Tight bowling from the South Australian quicks applied the brakes however, before leg spinner Lloyd Pope found both turn and wickets to ensure a change of innings shortly after lunch.

Pope provides hope

From the outset of day two, the Redbacks attack of Worrall, Grant and McAndrew were able to keep the run rate to a manageable level, but unable to find a way to remove either Philippe or Cartwright. Both batters brought up the half centuries in the morning session, and it looked as though the home side would be starting down a first innings total beginning with the number five.

Introduced into the attack as fans prayed for a much-needed breakthrough, Pope delivered. By the time WA declared nine wickets down, the spinner’s name had been inked into the scorebook four times, most importantly beside the names of both set batters in addition to the dangerous Josh Inglis.

Pope finished the innings with figures of 4/92, robbed of the chance to take a fifth when the visitors declared at the fall of the ninth wicket for 465 runs. Extracting turn and bounce from the Karen Rolton Oval surface, Pope could easily have taken more but for some fortunate placement on mistimed strokes from the WA line-up, but he is sure to be pleased with his efforts to bring an end to the first innings.

Classic Carey

Such is the pure talent of Redbacks keeper Alex Carey, his on-field exploits can occasionally be understated as something to be expected, but the catch he took today to give Daniel Worrall his first wicket is one that cannot be casually referenced.

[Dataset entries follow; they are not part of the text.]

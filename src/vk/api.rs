use std::time::Duration;

use serde::Deserialize;
use serde::de::DeserializeOwned;
use tracing::debug;

use super::Error;
use super::types::{LongPollServer, PollResponse};

const API_URL: &str = "https://api.vk.com/method";
const API_VERSION: &str = "5.199";

/// Seconds the long poll server holds a request open.
const POLL_WAIT: u64 = 25;

pub struct Client {
    token: String,
    http: reqwest::Client,
}

#[derive(Deserialize)]
struct ApiResponse<T> {
    response: Option<T>,
    error: Option<ApiError>,
}

#[derive(Deserialize)]
struct ApiError {
    error_code: i64,
    error_msg: String,
}

#[derive(Deserialize)]
struct Groups {
    groups: Vec<Group>,
}

#[derive(Deserialize)]
struct Group {
    id: i64,
}

/// Optional parts of an outgoing message.
#[derive(Debug, Default)]
pub struct Outgoing<'a> {
    pub keyboard: Option<&'a str>,
    pub template: Option<&'a str>,
    pub attachment: Option<&'a str>,
}

impl Client {
    pub fn new(token: String) -> Result<Self, Error> {
        let http = reqwest::Client::builder()
            .timeout(Duration::from_secs(POLL_WAIT + 10))
            .build()
            .map_err(|e| Error::Http(e.to_string()))?;
        Ok(Self { token, http })
    }

    async fn call<T: DeserializeOwned>(&self, method: &str, params: &[(&str, String)]) -> Result<T, Error> {
        let mut form: Vec<(&str, String)> = params.to_vec();
        form.push(("access_token", self.token.clone()));
        form.push(("v", API_VERSION.to_string()));

        let response = self
            .http
            .post(format!("{API_URL}/{method}"))
            .form(&form)
            .send()
            .await
            .map_err(|e| Error::Http(e.to_string()))?;

        if !response.status().is_success() {
            let status = response.status();
            let body = response.text().await.unwrap_or_default();
            return Err(Error::Api(format!("{method}: {status}: {body}")));
        }

        let parsed: ApiResponse<T> = response
            .json()
            .await
            .map_err(|e| Error::Parse(e.to_string()))?;

        match (parsed.response, parsed.error) {
            (_, Some(e)) => Err(Error::Api(format!("{method}: {} {}", e.error_code, e.error_msg))),
            (Some(r), None) => Ok(r),
            (None, None) => Err(Error::Parse(format!("{method}: no response"))),
        }
    }

    /// Id of the community the token belongs to.
    pub async fn group_id(&self) -> Result<i64, Error> {
        let groups: Groups = self.call("groups.getById", &[]).await?;
        groups
            .groups
            .first()
            .map(|g| g.id)
            .ok_or_else(|| Error::Parse("groups.getById: no groups".into()))
    }

    pub async fn long_poll_server(&self, group_id: i64) -> Result<LongPollServer, Error> {
        self.call("groups.getLongPollServer", &[("group_id", group_id.to_string())])
            .await
    }

    pub async fn poll(&self, server: &LongPollServer, ts: &str) -> Result<PollResponse, Error> {
        let wait = POLL_WAIT.to_string();
        let response = self
            .http
            .get(&server.server)
            .query(&[
                ("act", "a_check"),
                ("key", server.key.as_str()),
                ("ts", ts),
                ("wait", wait.as_str()),
            ])
            .send()
            .await
            .map_err(|e| Error::Http(e.to_string()))?;

        if !response.status().is_success() {
            return Err(Error::Api(format!("a_check: {}", response.status())));
        }

        response
            .json()
            .await
            .map_err(|e| Error::Parse(e.to_string()))
    }

    /// Returns the id of the sent message.
    pub async fn send_message(&self, peer_id: i64, text: &str, extra: Outgoing<'_>) -> Result<i64, Error> {
        let mut params = vec![
            ("peer_id", peer_id.to_string()),
            ("random_id", "0".to_string()),
            ("message", text.to_string()),
        ];
        if let Some(keyboard) = extra.keyboard {
            params.push(("keyboard", keyboard.to_string()));
        }
        if let Some(template) = extra.template {
            params.push(("template", template.to_string()));
        }
        if let Some(attachment) = extra.attachment {
            params.push(("attachment", attachment.to_string()));
        }
        debug!("messages.send to {peer_id}");
        self.call("messages.send", &params).await
    }

    /// Acknowledges a callback button press so the client stops its spinner.
    pub async fn answer_event(&self, event_id: &str, user_id: i64, peer_id: i64) -> Result<(), Error> {
        let _: i64 = self
            .call(
                "messages.sendMessageEventAnswer",
                &[
                    ("event_id", event_id.to_string()),
                    ("user_id", user_id.to_string()),
                    ("peer_id", peer_id.to_string()),
                ],
            )
            .await?;
        Ok(())
    }
}

#[cfg(test)]
mod tests {
    use super::*;

    #[test]
    fn test_error_envelope() {
        let parsed: ApiResponse<i64> =
            serde_json::from_str(r#"{"error": {"error_code": 5, "error_msg": "User authorization failed"}}"#)
                .unwrap();
        assert!(parsed.response.is_none());
        let err = parsed.error.unwrap();
        assert_eq!(err.error_code, 5);
        assert_eq!(err.error_msg, "User authorization failed");
    }

    #[test]
    fn test_groups_response() {
        let parsed: ApiResponse<Groups> =
            serde_json::from_str(r#"{"response": {"groups": [{"id": 219009582, "name": "F1"}], "profiles": []}}"#)
                .unwrap();
        assert_eq!(parsed.response.unwrap().groups[0].id, 219009582);
    }

    #[test]
    fn test_long_poll_server_response() {
        let parsed: ApiResponse<LongPollServer> = serde_json::from_str(
            r#"{"response": {"key": "abc", "server": "https://lp.vk.com/wh1", "ts": "17"}}"#,
        )
        .unwrap();
        let server = parsed.response.unwrap();
        assert_eq!(server.key, "abc");
        assert_eq!(server.ts.as_deref(), Some("17"));
    }
}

When Joel Paris edged the delivery outside off stump, sending the ball flying to Carey’s left, the commentary team immediately knew how special the grab was. The description of ‘an absolute blinder’ perfectly fit the bill as Carey left the ground amidst a horizontal lunge, making the catch after the ball had passed him by. The momentum had already begun swinging towards South Australia throughout the second session, but the clinical way Carey made the grab cemented their charge back into the contest.

Double Debut Delight

Following the heroics of debutant Nathan McAndrew yesterday, fellow first-gamer Jake Carder must have been feeling the pressure to match the effort as he strode to the middle following the dismissal of opener Jake Weatherald. But if the left-hander, yesterday compared to Matthew Elliott by former Redbacks quick Mark Harrity, felt that pressure he certainly didn’t show it.

Joining forces with Henry Hunt at the crease, Carder didn’t try to force anything in the early going, instead giving himself a chance to settle into an innings that his new side needed to be a long and fruitful one. The sixth ball of his maiden innings would have raised a few eyebrows however, as the new recruit leaned on a perfect on-drive that reached the boundary in quick time to mark his first runs in red.

Carder’s debut innings displayed maturity beyond his experience as he left alone everything he didn’t need to play, respected the good deliveries and punished the bad. Fans in attendance were treated to some beautiful cover drives and the occasional full-blooded cut shot as Carder batted through the evening session alongside skipper Travis Head to be 58* at stumps.

It is very early days in his first-class career, but as the old adage goes, you can only take it one day at a time, and Jake Carder’s opening day with the blade representing South Australia was an absolute triumph.